-- SUPPLIED RECORDS follows --

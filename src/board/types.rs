//! Core value types: colors, pieces, squares and moves.

use std::fmt;

#[cfg(feature = "serde")]
use serde::{Deserialize, Serialize};

pub(crate) const CASTLE_WHITE_K: u8 = 1 << 0;
pub(crate) const CASTLE_WHITE_Q: u8 = 1 << 1;
pub(crate) const CASTLE_BLACK_K: u8 = 1 << 2;
pub(crate) const CASTLE_BLACK_Q: u8 = 1 << 3;
pub(crate) const CASTLE_ALL: u8 = CASTLE_WHITE_K | CASTLE_WHITE_Q | CASTLE_BLACK_K | CASTLE_BLACK_Q;

/// Side to move / owner of a piece.
#[derive(Clone, Copy, PartialEq, Eq, Hash, Debug)]
#[cfg_attr(feature = "serde", derive(Serialize, Deserialize))]
pub enum Color {
    White,
    Black,
}

impl Color {
    #[inline]
    #[must_use]
    pub const fn index(self) -> usize {
        match self {
            Color::White => 0,
            Color::Black => 1,
        }
    }

    #[inline]
    #[must_use]
    pub const fn opponent(self) -> Color {
        match self {
            Color::White => Color::Black,
            Color::Black => Color::White,
        }
    }

    /// Rank direction a pawn of this color advances in.
    #[inline]
    pub(crate) const fn forward(self) -> i8 {
        match self {
            Color::White => 1,
            Color::Black => -1,
        }
    }
}

#[derive(Clone, Copy, PartialEq, Eq, Hash, Debug)]
#[cfg_attr(feature = "serde", derive(Serialize, Deserialize))]
pub enum Piece {
    Pawn,
    Knight,
    Bishop,
    Rook,
    Queen,
    King,
}

impl Piece {
    pub const ALL: [Piece; 6] = [
        Piece::Pawn,
        Piece::Knight,
        Piece::Bishop,
        Piece::Rook,
        Piece::Queen,
        Piece::King,
    ];

    pub(crate) const PROMOTIONS: [Piece; 4] =
        [Piece::Queen, Piece::Rook, Piece::Bishop, Piece::Knight];

    #[inline]
    #[must_use]
    pub const fn index(self) -> usize {
        match self {
            Piece::Pawn => 0,
            Piece::Knight => 1,
            Piece::Bishop => 2,
            Piece::Rook => 3,
            Piece::Queen => 4,
            Piece::King => 5,
        }
    }

    /// Parse a FEN piece letter, ignoring case.
    #[must_use]
    pub fn from_char(c: char) -> Option<Piece> {
        match c.to_ascii_lowercase() {
            'p' => Some(Piece::Pawn),
            'n' => Some(Piece::Knight),
            'b' => Some(Piece::Bishop),
            'r' => Some(Piece::Rook),
            'q' => Some(Piece::Queen),
            'k' => Some(Piece::King),
            _ => None,
        }
    }

    /// Lowercase letter used in move text and for black pieces in FEN.
    #[must_use]
    pub const fn to_char(self) -> char {
        match self {
            Piece::Pawn => 'p',
            Piece::Knight => 'n',
            Piece::Bishop => 'b',
            Piece::Rook => 'r',
            Piece::Queen => 'q',
            Piece::King => 'k',
        }
    }

    #[must_use]
    pub fn to_fen_char(self, color: Color) -> char {
        match color {
            Color::White => self.to_char().to_ascii_uppercase(),
            Color::Black => self.to_char(),
        }
    }
}

/// A board square, indexed `a1 = 0 .. h8 = 63`.
#[derive(Clone, Copy, PartialEq, Eq, Hash, Debug)]
#[cfg_attr(feature = "serde", derive(Serialize, Deserialize))]
pub struct Square(u8);

impl Square {
    /// # Panics
    /// Debug builds panic if `rank` or `file` is outside `0..8`.
    #[inline]
    #[must_use]
    pub const fn new(rank: u8, file: u8) -> Self {
        debug_assert!(rank < 8 && file < 8);
        Square(rank * 8 + file)
    }

    #[inline]
    #[must_use]
    pub const fn from_index(index: u8) -> Self {
        debug_assert!(index < 64);
        Square(index)
    }

    #[inline]
    #[must_use]
    pub const fn index(self) -> usize {
        self.0 as usize
    }

    #[inline]
    #[must_use]
    pub const fn rank(self) -> u8 {
        self.0 / 8
    }

    #[inline]
    #[must_use]
    pub const fn file(self) -> u8 {
        self.0 % 8
    }

    /// Square shifted by the given rank/file deltas, or `None` off the board.
    #[inline]
    #[must_use]
    pub fn offset(self, ranks: i8, files: i8) -> Option<Square> {
        let rank = self.rank() as i8 + ranks;
        let file = self.file() as i8 + files;
        if (0..8).contains(&rank) && (0..8).contains(&file) {
            Some(Square::new(rank as u8, file as u8))
        } else {
            None
        }
    }

    /// Parse algebraic notation such as `e4`.
    #[must_use]
    pub fn parse(text: &str) -> Option<Square> {
        let bytes = text.as_bytes();
        if bytes.len() != 2 {
            return None;
        }
        let file = bytes[0].wrapping_sub(b'a');
        let rank = bytes[1].wrapping_sub(b'1');
        if file < 8 && rank < 8 {
            Some(Square::new(rank, file))
        } else {
            None
        }
    }

    pub(crate) fn all() -> impl Iterator<Item = Square> {
        (0..64).map(Square)
    }
}

impl fmt::Display for Square {
    fn fmt(&self, f: &mut fmt::Formatter<'_>) -> fmt::Result {
        write!(f, "{}{}", (b'a' + self.file()) as char, self.rank() + 1)
    }
}

/// A move in coordinate form. Castling is encoded as the king's two-square
/// step, en passant as the pawn's diagonal step onto the target square.
#[derive(Clone, Copy, PartialEq, Eq, Hash, Debug)]
#[cfg_attr(feature = "serde", derive(Serialize, Deserialize))]
pub struct Move {
    pub from: Square,
    pub to: Square,
    pub promotion: Option<Piece>,
}

impl Move {
    #[inline]
    #[must_use]
    pub const fn new(from: Square, to: Square) -> Self {
        Move {
            from,
            to,
            promotion: None,
        }
    }

    #[inline]
    #[must_use]
    pub const fn with_promotion(from: Square, to: Square, piece: Piece) -> Self {
        Move {
            from,
            to,
            promotion: Some(piece),
        }
    }

    /// The UCI null move, printed as `0000`.
    #[inline]
    #[must_use]
    pub const fn null() -> Self {
        Move::new(Square(0), Square(0))
    }

    #[inline]
    #[must_use]
    pub fn is_null(&self) -> bool {
        self.from == self.to
    }
}

impl fmt::Display for Move {
    fn fmt(&self, f: &mut fmt::Formatter<'_>) -> fmt::Result {
        if self.is_null() {
            return f.write_str("0000");
        }
        write!(f, "{}{}", self.from, self.to)?;
        if let Some(piece) = self.promotion {
            write!(f, "{}", piece.to_char())?;
        }
        Ok(())
    }
}
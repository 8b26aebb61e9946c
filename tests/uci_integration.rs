use std::io::{BufRead, BufReader, Read, Write};
use std::process::{Command, Stdio};

#[test]
fn uci_scenario_over_stdio() {
    let exe = env!("CARGO_BIN_EXE_toy_chess");
    let mut child = Command::new(exe)
        .stdin(Stdio::piped())
        .stdout(Stdio::piped())
        .stderr(Stdio::piped())
        .spawn()
        .expect("failed to spawn engine binary");

    let mut stdin = child.stdin.take().unwrap();
    let stdout = child.stdout.take().unwrap();
    let mut reader = BufReader::new(stdout);

    stdin
        .write_all(b"uci\nisready\nposition startpos\ngo movetime 100\nstop\n")
        .unwrap();

    let mut lines = Vec::new();
    loop {
        let mut line = String::new();
        let bytes = reader.read_line(&mut line).expect("read failed");
        if bytes == 0 {
            break;
        }
        let line = line.trim_end().to_string();
        let done = line.starts_with("bestmove");
        lines.push(line);
        if done {
            break;
        }
    }

    stdin.write_all(b"quit\n").unwrap();
    drop(stdin);
    let mut rest = String::new();
    reader.read_to_string(&mut rest).expect("read failed");
    let output = child.wait_with_output().expect("engine did not exit");

    assert_eq!(&lines[..4], ["name toy-chess", "author hiro18181", "uciok", "readyok"]);
    let bestmove = lines.last().expect("no output");
    let parts: Vec<&str> = bestmove.split_whitespace().collect();
    assert_eq!(parts[0], "bestmove");
    assert!(parts.len() >= 2, "bestmove missing move: {bestmove}");

    assert!(!rest.contains("bestmove"), "second bestmove: {rest}");
    assert!(output.status.success());
}

#[test]
fn uci_diagnostics_go_to_stderr() {
    let exe = env!("CARGO_BIN_EXE_toy_chess");
    let mut child = Command::new(exe)
        .stdin(Stdio::piped())
        .stdout(Stdio::piped())
        .stderr(Stdio::piped())
        .spawn()
        .expect("failed to spawn engine binary");

    let input = b"setoption name Hash value 16\nfrobnicate\nposition startpos moves e2e5\nisready\n";
    child.stdin.as_mut().unwrap().write_all(input).unwrap();
    // Closing stdin is an implicit quit.
    drop(child.stdin.take());

    let output = child.wait_with_output().expect("failed to read output");
    let stdout = String::from_utf8_lossy(&output.stdout);
    let stderr = String::from_utf8_lossy(&output.stderr);

    assert_eq!(stdout, "readyok\n");
    let errors: Vec<&str> = stderr.lines().filter(|l| l.starts_with("ERROR: ")).collect();
    assert_eq!(errors.len(), 3, "stderr was: {stderr}");
    assert_eq!(errors[0], "ERROR: Unsupported command");
    assert_eq!(errors[1], "ERROR: Unknown command: frobnicate");
    assert!(errors[2].contains("e2e5"));
    assert!(output.status.success());
}

#[test]
fn uci_bestmove_is_legal_after_moves() {
    let exe = env!("CARGO_BIN_EXE_toy_chess");
    let mut child = Command::new(exe)
        .stdin(Stdio::piped())
        .stdout(Stdio::piped())
        .spawn()
        .expect("failed to spawn engine binary");

    let input = b"position startpos moves e2e4\ngo depth 3\n";
    child.stdin.as_mut().unwrap().write_all(input).unwrap();
    drop(child.stdin.take());

    let output = child.wait_with_output().expect("failed to read output");
    let stdout = String::from_utf8_lossy(&output.stdout);
    let bestmove = stdout
        .lines()
        .find(|l| l.starts_with("bestmove "))
        .expect("no bestmove found");
    let mv = bestmove.split_whitespace().nth(1).unwrap();

    let mut position = toy_chess::Position::startpos();
    position.play_uci("e2e4").unwrap();
    assert!(position.parse_move(mv).is_ok(), "bestmove not legal: {mv}");
}
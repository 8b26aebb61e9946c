//! Synchronization primitives for search control.

use std::sync::atomic::{AtomicBool, Ordering};
use std::sync::Arc;

/// A thread-safe stop flag for cooperative search cancellation.
///
/// Clones share the same flag; the search thread polls it and exits
/// promptly once it is set.
#[derive(Clone, Debug)]
pub struct StopFlag(Arc<AtomicBool>);

impl StopFlag {
    /// Create a new stop flag (initially not stopped).
    #[must_use]
    pub fn new() -> Self {
        StopFlag(Arc::new(AtomicBool::new(false)))
    }

    /// Check if the stop flag is set.
    #[inline]
    #[must_use]
    pub fn is_stopped(&self) -> bool {
        self.0.load(Ordering::Relaxed)
    }

    /// Set the stop flag. Setting it again is a no-op.
    #[inline]
    pub fn stop(&self) {
        self.0.store(true, Ordering::Relaxed);
    }
}

impl Default for StopFlag {
    fn default() -> Self {
        Self::new()
    }
}

#[cfg(test)]
mod tests {
    use super::*;
    use std::thread;

    #[test]
    fn test_stop_is_idempotent() {
        let flag = StopFlag::default();
        assert!(!flag.is_stopped());
        flag.stop();
        flag.stop();
        assert!(flag.is_stopped());
    }

    #[test]
    fn test_stop_seen_by_other_thread() {
        let flag = StopFlag::new();
        let watcher = {
            let flag = flag.clone();
            thread::spawn(move || {
                while !flag.is_stopped() {
                    thread::yield_now();
                }
            })
        };
        flag.stop();
        watcher.join().unwrap();
    }
}
//! Universal Chess Interface (UCI) protocol layer.
//!
//! Two producers feed one consumer: the [`CommandListener`] forwards input
//! lines and the [`Engine`](crate::engine::Engine) forwards search results,
//! both through an [`EventQueue`]. The [`Session`] is the only consumer and
//! the only code that touches the live [`Position`](crate::board::Position).

use std::fmt;
use std::io;

use crate::board::{FenError, MoveParseError};
use crate::engine::EngineError;
use crate::search::LimitsError;

pub mod command;
mod event;
mod listener;
mod session;

pub use command::{parse_uci_command, UciCommand};
pub use event::{Event, EventQueue};
pub use listener::CommandListener;
pub use session::{Flow, Session, SessionState};

/// Error type for command handling failures.
///
/// Every variant except `Io` is reported as a diagnostic line and the
/// session carries on.
#[derive(Debug)]
pub enum UciError {
    /// Command is recognized but not implemented
    Unsupported { command: String },
    /// First token names no known command
    UnknownCommand { token: String },
    /// Command needs arguments that were not given
    MissingArguments { command: &'static str },
    /// Token not allowed at this point of the command
    UnexpectedToken { token: String },
    /// Invalid FEN string
    InvalidFen(FenError),
    /// Invalid move in the move list
    InvalidMove { token: String, error: MoveParseError },
    /// Unparseable `go` options
    InvalidLimits(LimitsError),
    /// `go` while a search is in flight
    EngineBusy,
    /// The engine failed to start a search
    Engine(EngineError),
    /// Writing to a protocol stream failed
    Io(io::Error),
}

impl fmt::Display for UciError {
    fn fmt(&self, f: &mut fmt::Formatter<'_>) -> fmt::Result {
        match self {
            UciError::Unsupported { .. } => write!(f, "Unsupported command"),
            UciError::UnknownCommand { token } => write!(f, "Unknown command: {token}"),
            UciError::MissingArguments { command } => {
                write!(f, "Missing arguments for '{command}'")
            }
            UciError::UnexpectedToken { token } => write!(f, "Unexpected token '{token}'"),
            UciError::InvalidFen(e) => write!(f, "Invalid FEN: {e}"),
            UciError::InvalidMove { token, error } => write!(f, "Invalid move '{token}': {error}"),
            UciError::InvalidLimits(e) => write!(f, "Invalid go options: {e}"),
            UciError::EngineBusy => write!(f, "engine busy"),
            UciError::Engine(e) => write!(f, "{e}"),
            UciError::Io(e) => write!(f, "I/O error: {e}"),
        }
    }
}

impl std::error::Error for UciError {
    fn source(&self) -> Option<&(dyn std::error::Error + 'static)> {
        match self {
            UciError::InvalidFen(e) => Some(e),
            UciError::InvalidMove { error, .. } => Some(error),
            UciError::InvalidLimits(e) => Some(e),
            UciError::Engine(e) => Some(e),
            UciError::Io(e) => Some(e),
            _ => None,
        }
    }
}

impl From<FenError> for UciError {
    fn from(e: FenError) -> Self {
        UciError::InvalidFen(e)
    }
}

impl From<LimitsError> for UciError {
    fn from(e: LimitsError) -> Self {
        UciError::InvalidLimits(e)
    }
}

impl From<EngineError> for UciError {
    fn from(e: EngineError) -> Self {
        match e {
            EngineError::Busy => UciError::EngineBusy,
            other => UciError::Engine(other),
        }
    }
}

impl From<io::Error> for UciError {
    fn from(e: io::Error) -> Self {
        UciError::Io(e)
    }
}

#[cfg(test)]
mod tests {
    use super::*;

    #[test]
    fn test_fixed_messages() {
        assert_eq!(
            UciError::Unsupported {
                command: "setoption".to_string()
            }
            .to_string(),
            "Unsupported command"
        );
        assert_eq!(
            UciError::UnknownCommand {
                token: "xyzzy".to_string()
            }
            .to_string(),
            "Unknown command: xyzzy"
        );
        assert_eq!(UciError::EngineBusy.to_string(), "engine busy");
    }

    #[test]
    fn test_engine_busy_conversion() {
        assert!(matches!(UciError::from(EngineError::Busy), UciError::EngineBusy));
        let spawn = EngineError::Spawn(io::Error::new(io::ErrorKind::Other, "no threads"));
        assert!(matches!(UciError::from(spawn), UciError::Engine(_)));
    }

    #[test]
    fn test_messages_name_offending_token() {
        let err = UciError::InvalidMove {
            token: "e2e5".to_string(),
            error: MoveParseError::IllegalMove {
                notation: "e2e5".to_string(),
            },
        };
        assert!(err.to_string().contains("e2e5"));

        let err = UciError::from(LimitsError::InvalidValue {
            keyword: "depth",
            value: "deep".to_string(),
        });
        assert!(err.to_string().contains("deep"));
    }
}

-- SUPPLIED RECORDS concluded --

▶ PROBLEM DETAILS: From the line holding "but not implemented" to the line holding "the move list", inclusive, restate each line above exactly as written.

▶ THE ANSWER:
    /// Command is recognized but not implemented
    Unsupported { command: String },
    /// First token names no known command
    UnknownCommand { token: String },
    /// Command needs arguments that were not given
    MissingArguments { command: &'static str },
    /// Token not allowed at this point of the command
    UnexpectedToken { token: String },
    /// Invalid FEN string
    InvalidFen(FenError),
    /// Invalid move in the move list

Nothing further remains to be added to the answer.